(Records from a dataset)
//! Integration tests for ban/pick turn order.

use banpick_tournament::{determine_turn, turn_order, DraftAction, Slot, TurnEntry};
use DraftAction::{Ban, Pick};

fn turns(spec: &[(u8, DraftAction)]) -> Vec<TurnEntry> {
    spec.iter()
        .map(|&(player, action)| TurnEntry::new(Slot::try_from(player).unwrap(), action))
        .collect()
}

#[test]
fn two_bans_two_picks_alternate() {
    assert_eq!(
        determine_turn(2, 2, None),
        turns(&[(1, Ban), (2, Ban), (1, Pick), (2, Pick)])
    );
}

#[test]
fn remaining_bans_go_in_pairs() {
    assert_eq!(
        determine_turn(4, 2, None),
        turns(&[(1, Ban), (2, Ban), (2, Ban), (1, Ban), (1, Pick), (2, Pick)])
    );
    assert_eq!(
        determine_turn(1, 6, None),
        turns(&[
            (1, Ban),
            (1, Pick),
            (2, Pick),
            (2, Pick),
            (1, Pick),
            (1, Pick),
            (2, Pick),
        ])
    );
}

#[test]
fn zero_bans_still_open_with_a_ban() {
    assert_eq!(
        determine_turn(0, 2, None),
        turns(&[(1, Ban), (1, Pick), (2, Pick)])
    );
    assert_eq!(determine_turn(0, 0, None), turns(&[(1, Ban), (1, Pick)]));
}

#[test]
fn single_counts_have_no_pairs() {
    assert_eq!(determine_turn(1, 1, None), turns(&[(1, Ban), (1, Pick)]));
}

#[test]
fn first_player_two_only_takes_the_opening_ban() {
    assert_eq!(
        determine_turn(3, 3, Some(Slot::Two)),
        turns(&[(2, Ban), (2, Ban), (2, Ban), (1, Pick), (2, Pick), (2, Pick)])
    );
    assert_eq!(
        determine_turn(5, 1, Some(Slot::Two)),
        turns(&[(2, Ban), (2, Ban), (2, Ban), (1, Ban), (1, Ban), (1, Pick)])
    );
    assert_eq!(determine_turn(5, 3, Some(Slot::One)), determine_turn(5, 3, None));
}

#[test]
fn huge_counts_do_not_overflow() {
    let n = u32::MAX as usize;
    let order = turn_order(u32::MAX, u32::MAX, Some(Slot::Two));
    assert_eq!(order.size_hint(), (2 * n, Some(2 * n)));

    let head: Vec<TurnEntry> = turn_order(u32::MAX, 1, None).take(5).collect();
    assert_eq!(head, turns(&[(1, Ban), (2, Ban), (2, Ban), (1, Ban), (1, Ban)]));
}

#[test]
fn length_and_block_shape() {
    for bans in 0..8u32 {
        for picks in 0..8u32 {
            let order = determine_turn(bans, picks, None);
            assert_eq!(order.len(), (bans.max(1) + picks.max(1)) as usize);
            assert_eq!(determine_turn(bans, picks, Some(Slot::Two))[1..], order[1..]);

            let ban_block = bans.max(1) as usize;
            assert!(order[..ban_block].iter().all(|t| t.action == Ban));
            assert!(order[ban_block..].iter().all(|t| t.action == Pick));
            assert_eq!(order[0].player, Slot::One);
            assert_eq!(order[ban_block].player, Slot::One);

            // After the opener, turns come in same-player pairs.
            for block in [&order[1..ban_block], &order[ban_block + 1..]] {
                for pair in block.chunks(2) {
                    assert!(pair.iter().all(|t| t.player == pair[0].player));
                }
            }
        }
    }
}

#[test]
fn turn_entries_serialize_like_ban_pick_status() {
    let json = serde_json::to_value(determine_turn(1, 1, Some(Slot::Two))).unwrap();
    assert_eq!(
        json,
        serde_json::json!([
            { "player": 2, "type": "ban" },
            { "player": 1, "type": "pick" },
        ])
    );
}
//! Format dispatch and result propagation through a generated bracket.

use crate::logic::{generate_double_bracket, generate_single_bracket};
use crate::models::{Bracket, BracketError, BracketFormat, MatchRef, MatchStatus, Player, Slot};

/// Generate a bracket of the given format.
pub fn generate_bracket(format: BracketFormat, players: &[Player]) -> Result<Bracket, BracketError> {
    match format {
        BracketFormat::Single => generate_single_bracket(players).map(Bracket::Single),
        BracketFormat::Double => generate_double_bracket(players).map(Bracket::Double),
    }
}

/// Record the winner of a match and move both players along their advancement links.
///
/// The match must hold two players and not be finished. Returns the winning player.
pub fn record_bracket_result(
    bracket: &mut Bracket,
    at: MatchRef,
    winner: Slot,
) -> Result<Player, BracketError> {
    let m = bracket.get(at).ok_or(BracketError::MatchNotFound(at))?;
    if m.status == MatchStatus::Finished {
        return Err(BracketError::MatchFinished(at));
    }
    let (Some(won), Some(lost)) = (m.player(winner).cloned(), m.player(winner.other()).cloned())
    else {
        return Err(BracketError::MatchNotReady(at));
    };
    let (win_match, loss_match) = (m.win_match, m.loss_match);

    // Check both targets before touching anything.
    for advance in [win_match, loss_match].into_iter().flatten() {
        let target = bracket
            .get(advance.to)
            .ok_or(BracketError::MatchNotFound(advance.to))?;
        if target.player(advance.slot).is_some() {
            return Err(BracketError::SlotOccupied {
                at: advance.to,
                slot: advance.slot,
            });
        }
    }
    for (advance, player) in [(win_match, won.clone()), (loss_match, lost)] {
        if let Some(advance) = advance {
            if let Some(target) = bracket.get_mut(advance.to) {
                target.players[advance.slot.index()] = Some(player);
            }
        }
    }
    if let Some(m) = bracket.get_mut(at) {
        m.winner = Some(winner);
        m.status = MatchStatus::Finished;
    }
    log::debug!("match {at}: {} wins", won.name);
    Ok(won)
}
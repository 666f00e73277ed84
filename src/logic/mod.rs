//! Tournament business logic: bracket generation, turn order, setup and match play.

mod bracket;
mod double_elimination;
mod play;
mod seeding;
mod setup;
mod single_elimination;
mod turn_order;

pub use bracket::{generate_bracket, record_bracket_result};
pub use double_elimination::generate_double_bracket;
pub use play::{record_match_result, start_ban_pick, start_playing};
pub use seeding::seed_order;
pub use setup::start_tournament;
pub use single_elimination::generate_single_bracket;
pub use turn_order::{determine_turn, turn_order};
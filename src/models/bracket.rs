//! Rounds, brackets and bracket formats.

use crate::models::game::{Match, MatchRef, Slot};
use serde::{Deserialize, Serialize};
use std::fmt;
use std::str::FromStr;

/// Errors from bracket generation and result recording.
#[derive(Clone, Debug, Eq, PartialEq, thiserror::Error)]
pub enum BracketError {
    #[error("At least 2 players are required (got {0})")]
    NotEnoughPlayers(usize),
    #[error("Unsupported bracket format {0:?}")]
    UnsupportedFormat(String),
    #[error("No match at {0}")]
    MatchNotFound(MatchRef),
    /// One or both slots are still TBD.
    #[error("Match {0} does not have two players yet")]
    MatchNotReady(MatchRef),
    #[error("Match {0} is already finished")]
    MatchFinished(MatchRef),
    /// An advancement link points at a slot that is already taken.
    #[error("Slot {slot} of match {at} is already occupied")]
    SlotOccupied { at: MatchRef, slot: Slot },
}

/// Elimination format of a bracket.
#[derive(Clone, Copy, Debug, Default, Eq, PartialEq, Serialize, Deserialize)]
#[serde(rename_all = "snake_case")]
pub enum BracketFormat {
    #[default]
    Single,
    Double,
}

impl FromStr for BracketFormat {
    type Err = BracketError;

    fn from_str(s: &str) -> Result<Self, Self::Err> {
        match s.trim().to_ascii_lowercase().as_str() {
            "single" | "single_elimination" | "single-elimination" => Ok(BracketFormat::Single),
            "double" | "double_elimination" | "double-elimination" => Ok(BracketFormat::Double),
            _ => Err(BracketError::UnsupportedFormat(s.to_string())),
        }
    }
}

impl fmt::Display for BracketFormat {
    fn fmt(&self, f: &mut fmt::Formatter<'_>) -> fmt::Result {
        match self {
            BracketFormat::Single => write!(f, "single"),
            BracketFormat::Double => write!(f, "double"),
        }
    }
}

/// Matches of one round, indexed by position. Positions without a match are `None`.
#[derive(Clone, Debug, Default, Eq, PartialEq, Serialize, Deserialize)]
#[serde(transparent)]
pub struct Round {
    pub matches: Vec<Option<Match>>,
}

impl Round {
    pub fn get(&self, index: usize) -> Option<&Match> {
        self.matches.get(index).and_then(Option::as_ref)
    }

    pub fn get_mut(&mut self, index: usize) -> Option<&mut Match> {
        self.matches.get_mut(index).and_then(Option::as_mut)
    }

    /// Width of the round, counting empty positions.
    pub fn width(&self) -> usize {
        self.matches.len()
    }

    /// True when the round holds no match at all.
    pub fn is_empty(&self) -> bool {
        self.matches.iter().all(Option::is_none)
    }

    /// Created matches with their position.
    pub fn iter(&self) -> impl Iterator<Item = (usize, &Match)> {
        self.matches
            .iter()
            .enumerate()
            .filter_map(|(i, m)| m.as_ref().map(|m| (i, m)))
    }
}

/// Winners and losers bracket rounds at the same depth of a double elimination bracket.
#[derive(Clone, Debug, Default, Eq, PartialEq, Serialize, Deserialize)]
pub struct DoubleRound {
    pub winners_bracket: Round,
    pub losers_bracket: Round,
}

/// A generated bracket.
///
/// In a double elimination bracket, [`MatchRef::round`] uses one numbering for both sides:
/// winners rounds first (the grand final is the last of them), then losers rounds.
#[derive(Clone, Debug, Eq, PartialEq, Serialize, Deserialize)]
#[serde(tag = "format", content = "rounds", rename_all = "snake_case")]
pub enum Bracket {
    Single(Vec<Round>),
    Double(Vec<DoubleRound>),
}

impl Bracket {
    pub fn format(&self) -> BracketFormat {
        match self {
            Bracket::Single(_) => BracketFormat::Single,
            Bracket::Double(_) => BracketFormat::Double,
        }
    }

    /// Number of winners-side rounds, grand final included.
    fn winners_rounds(rounds: &[DoubleRound]) -> usize {
        rounds
            .iter()
            .take_while(|r| !r.winners_bracket.is_empty())
            .count()
    }

    fn round(&self, round: usize) -> Option<&Round> {
        match self {
            Bracket::Single(rounds) => rounds.get(round),
            Bracket::Double(rounds) => {
                let offset = Self::winners_rounds(rounds);
                if round < offset {
                    Some(&rounds[round].winners_bracket)
                } else {
                    rounds.get(round - offset).map(|r| &r.losers_bracket)
                }
            }
        }
    }

    fn round_mut(&mut self, round: usize) -> Option<&mut Round> {
        match self {
            Bracket::Single(rounds) => rounds.get_mut(round),
            Bracket::Double(rounds) => {
                let offset = Self::winners_rounds(rounds);
                if round < offset {
                    Some(&mut rounds[round].winners_bracket)
                } else {
                    rounds.get_mut(round - offset).map(|r| &mut r.losers_bracket)
                }
            }
        }
    }

    /// Resolve a match reference.
    pub fn get(&self, at: MatchRef) -> Option<&Match> {
        self.round(at.round).and_then(|r| r.get(at.index))
    }

    pub fn get_mut(&mut self, at: MatchRef) -> Option<&mut Match> {
        self.round_mut(at.round).and_then(|r| r.get_mut(at.index))
    }

    /// Every created match with its reference, winners side before losers side.
    pub fn matches(&self) -> Vec<(MatchRef, &Match)> {
        let rounds: Vec<&Round> = match self {
            Bracket::Single(rounds) => rounds.iter().collect(),
            Bracket::Double(rounds) => {
                let offset = Self::winners_rounds(rounds);
                rounds[..offset]
                    .iter()
                    .map(|r| &r.winners_bracket)
                    .chain(rounds.iter().map(|r| &r.losers_bracket))
                    .collect()
            }
        };
        rounds
            .into_iter()
            .enumerate()
            .flat_map(|(round, r)| r.iter().map(move |(index, m)| (MatchRef::new(round, index), m)))
            .collect()
    }

    /// The match whose winner takes the tournament (single final or grand final).
    pub fn final_ref(&self) -> Option<MatchRef> {
        self.matches()
            .into_iter()
            .find(|(_, m)| m.win_match.is_none())
            .map(|(at, _)| at)
    }
}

WHAT YOU HAVE TO DO -> Which lines above include "FromStr"? Show each of them by copying it.

ANSWER BOX ->
use std::str::FromStr;
impl FromStr for BracketFormat {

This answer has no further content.